Mutter, Werwolf, Nightbitch?
Es war einmal eine Frau, die war Künstlerin und Galeristin und hatte große Freude an ihrem Beruf. Sie wurde Mutter und sie liebte ihren Sohn sehr. Aufopferungsvoll kümmerte sie sich um sein Wohlergehen, ...
Es war einmal eine Frau, die war Künstlerin und Galeristin und hatte große Freude an ihrem Beruf. Sie wurde Mutter und sie liebte ihren Sohn sehr. Aufopferungsvoll kümmerte sie sich um sein Wohlergehen, fütterte, wickelte, kochte, putzte, stand nachts auf. Sie wollte die perfekte Mutter sein, dabei auch "sie selbst" bleiben und ihre Karriere nicht aufgeben. Ihr Mann hatte einen furchtbar anstrengenden Job mit ständigen Geschäftsreisen, war ihr also keine Hilfe. Eines Tages merkte sie, dass der Hut, unter den sie alles zu stopfen versuchte, immer kleiner wurde. Überall schaute etwas heraus, sie bekam es einfach nicht mehr hin. Also kündigte sie ihren Job. Doch das Vollzeit-Mama-Sein zermürbte sie, höhlte sie innerlich aus. Wie sollte sie umgehen mit all ihren Unzulänglichkeiten, im Gegensatz zu den vermeintlich perfekten Müttern um sie herum? Denn wenn sie nicht gestorben ist, versorgt sie noch immer....? Halt, Stopp! Kurz vor dem Durchdrehen oder mittendrin (?) wurde sie zu Nightbitch. Als Nightbitch war sie unbesiegbar. Nacht für Nacht verwandelte sie sich nun in einen Hund...

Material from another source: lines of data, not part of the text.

//! In-memory [`Store`] implementation for tests and dry runs.
//!
//! Tables live in ordered maps behind one `Mutex`, so each call is atomic
//! exactly like a SQLite transaction: foreign keys are checked for the
//! whole batch before anything is written.

use std::collections::{BTreeMap, BTreeSet};
use std::sync::{Mutex, MutexGuard};

use anyhow::{anyhow, bail, Result};
use async_trait::async_trait;

use crate::models::{Category, Product, ProductCategory, Review, SimilarityEdge, TableCounts};

use super::Store;

/// Full copy of every table, ordered so two snapshots compare as sets.
#[derive(Debug, Clone, Default, PartialEq, Eq)]
pub struct Snapshot {
    pub products: BTreeMap<String, Product>,
    pub categories: BTreeMap<i64, String>,
    pub product_categories: BTreeSet<(String, i64)>,
    pub similar_products: BTreeSet<(String, String)>,
    pub reviews: BTreeMap<String, Review>,
}

/// In-memory store with the same conflict and foreign-key rules as the
/// SQLite schema.
#[derive(Default)]
pub struct InMemoryStore {
    tables: Mutex<Snapshot>,
}

impl InMemoryStore {
    pub fn new() -> Self {
        Self::default()
    }

    pub fn snapshot(&self) -> Result<Snapshot> {
        Ok(self.lock()?.clone())
    }

    fn lock(&self) -> Result<MutexGuard<'_, Snapshot>> {
        self.tables
            .lock()
            .map_err(|_| anyhow!("in-memory store lock poisoned"))
    }
}

fn require_product(tables: &Snapshot, asin: &str) -> Result<()> {
    if !tables.products.contains_key(asin) {
        bail!("FOREIGN KEY constraint failed: product '{}' does not exist", asin);
    }
    Ok(())
}

#[async_trait]
impl Store for InMemoryStore {
    async fn upsert_products(&self, rows: &[Product]) -> Result<u64> {
        let mut tables = self.lock()?;
        for p in rows {
            tables.products.insert(p.asin.clone(), p.clone());
        }
        Ok(rows.len() as u64)
    }

    async fn insert_ignore_products(&self, rows: &[Product]) -> Result<u64> {
        let mut tables = self.lock()?;
        let mut inserted = 0;
        for p in rows {
            if !tables.products.contains_key(&p.asin) {
                tables.products.insert(p.asin.clone(), p.clone());
                inserted += 1;
            }
        }
        Ok(inserted)
    }

    async fn insert_ignore_categories(&self, rows: &[Category]) -> Result<u64> {
        let mut tables = self.lock()?;
        let mut inserted = 0;
        for c in rows {
            if !tables.categories.contains_key(&c.id) {
                tables.categories.insert(c.id, c.name.clone());
                inserted += 1;
            }
        }
        Ok(inserted)
    }

    async fn insert_ignore_product_categories(&self, rows: &[ProductCategory]) -> Result<u64> {
        let mut tables = self.lock()?;
        for link in rows {
            require_product(&tables, &link.asin)?;
            if !tables.categories.contains_key(&link.category_id) {
                bail!(
                    "FOREIGN KEY constraint failed: category {} does not exist",
                    link.category_id
                );
            }
        }
        let mut inserted = 0;
        for link in rows {
            if tables
                .product_categories
                .insert((link.asin.clone(), link.category_id))
            {
                inserted += 1;
            }
        }
        Ok(inserted)
    }

    async fn insert_ignore_similarity(&self, rows: &[SimilarityEdge]) -> Result<u64> {
        let mut tables = self.lock()?;
        for edge in rows {
            require_product(&tables, &edge.asin)?;
            require_product(&tables, &edge.similar_asin)?;
        }
        let mut inserted = 0;
        for edge in rows {
            if tables
                .similar_products
                .insert((edge.asin.clone(), edge.similar_asin.clone()))
            {
                inserted += 1;
            }
        }
        Ok(inserted)
    }

    async fn insert_reviews(&self, rows: &[Review]) -> Result<u64> {
        let mut tables = self.lock()?;
        for r in rows {
            require_product(&tables, &r.asin)?;
        }
        let mut inserted = 0;
        for r in rows {
            if !tables.reviews.contains_key(&r.key) {
                tables.reviews.insert(r.key.clone(), r.clone());
                inserted += 1;
            }
        }
        Ok(inserted)
    }

    async fn product_exists(&self, asin: &str) -> Result<bool> {
        Ok(self.lock()?.products.contains_key(asin))
    }

    async fn counts(&self) -> Result<TableCounts> {
        let tables = self.lock()?;
        Ok(TableCounts {
            products: tables.products.len() as i64,
            placeholders: tables
                .products
                .values()
                .filter(|p| p.is_placeholder())
                .count() as i64,
            categories: tables.categories.len() as i64,
            product_categories: tables.product_categories.len() as i64,
            similar_products: tables.similar_products.len() as i64,
            reviews: tables.reviews.len() as i64,
        })
    }
}

#[cfg(test)]
mod tests {
    use super::*;

    fn product(asin: &str, title: &str) -> Product {
        Product {
            asin: asin.into(),
            title: Some(title.into()),
            sales_rank: Some(1),
            group: "Book".into(),
        }
    }

    #[tokio::test]
    async fn upsert_promotes_placeholder() {
        let store = InMemoryStore::new();
        store
            .insert_ignore_products(&[Product::placeholder("A")])
            .await
            .unwrap();
        store.upsert_products(&[product("A", "Real")]).await.unwrap();
        let snap = store.snapshot().unwrap();
        assert_eq!(snap.products["A"].title.as_deref(), Some("Real"));
    }

    #[tokio::test]
    async fn placeholder_never_overwrites() {
        let store = InMemoryStore::new();
        store.upsert_products(&[product("A", "Real")]).await.unwrap();
        let n = store
            .insert_ignore_products(&[Product::placeholder("A")])
            .await
            .unwrap();
        assert_eq!(n, 0);
        assert!(!store.snapshot().unwrap().products["A"].is_placeholder());
    }

    #[tokio::test]
    async fn orphan_edge_rejects_whole_batch() {
        let store = InMemoryStore::new();
        store.upsert_products(&[product("A", "a"), product("B", "b")]).await.unwrap();
        let edges = vec![
            SimilarityEdge {
                asin: "A".into(),
                similar_asin: "B".into(),
            },
            SimilarityEdge {
                asin: "A".into(),
                similar_asin: "Z".into(),
            },
        ];
        assert!(store.insert_ignore_similarity(&edges).await.is_err());
        assert!(store.snapshot().unwrap().similar_products.is_empty());
    }

    #[tokio::test]
    async fn category_conflict_keeps_first_name() {
        let store = InMemoryStore::new();
        store
            .insert_ignore_categories(&[Category {
                id: 1,
                name: "Books".into(),
            }])
            .await
            .unwrap();
        let n = store
            .insert_ignore_categories(&[Category {
                id: 1,
                name: "Other".into(),
            }])
            .await
            .unwrap();
        assert_eq!(n, 0);
        assert_eq!(store.snapshot().unwrap().categories[&1], "Books");
    }
}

Klingt absurd und skurril? Ist es auch. Aber auf die beste Art und Weise. Was anmutet wie ein modernes Märchen ist leider Realität für viele Frauen und Mütter. Dieses Gefühl, nicht mehr sie selbst zu sein seit der Mutterschaft, sich aufzuopfern für ein kleines, alles bestimmendes Wesen. Keine Kontrolle mehr über den Tagesablauf, geschweige denn den eigenen Körper zu haben. Ich konnte mich sehr hineinfühlen in diese Gefühle und Gedanken. Schlafmangel und dieses ständige Präsentsein-Müssen bei jungen Müttern weckt im wahrsten Sinne des Wortes animalische Triebe: völlig ungeahnte Wut und heillose Überforderung.
Was Rachel Yoder daraus macht ist absolut irre und genial. Mit zynischem Ton und einer ordentlichen Prise schwarzen Humors nimmt sie sich der modernen Mutterschaft an und seziert diese mithilfe der Idee einer animalischen Verwandlung. Das ist anders, klug und eröffnet Identifikations- und Interpretationsräume. "Nightbitch" ist eine schonungslose Abrechnung mit dem gesellschaftlich völlig überhöhten Bild der Supermutter, die alles kann und alles schafft. Hier geht es den unrealistischen Erwartungen und Idealen an Mutterschaft an den Kragen und das ist längst überfällig und notwendig. Dieser Roman reiht sich ein in eine lange Liste an Büchern, die ich in den letzten Jahren zu diesem Thema gelesen habe. Ich bin begeistert, dass immer mehr Autorinnen ihre Stimme erheben und sich stark machen für ein neues, authentisches Bild von moderner Mutterschaft und Frausein. Bitte mehr hiervon, Frau Yoder!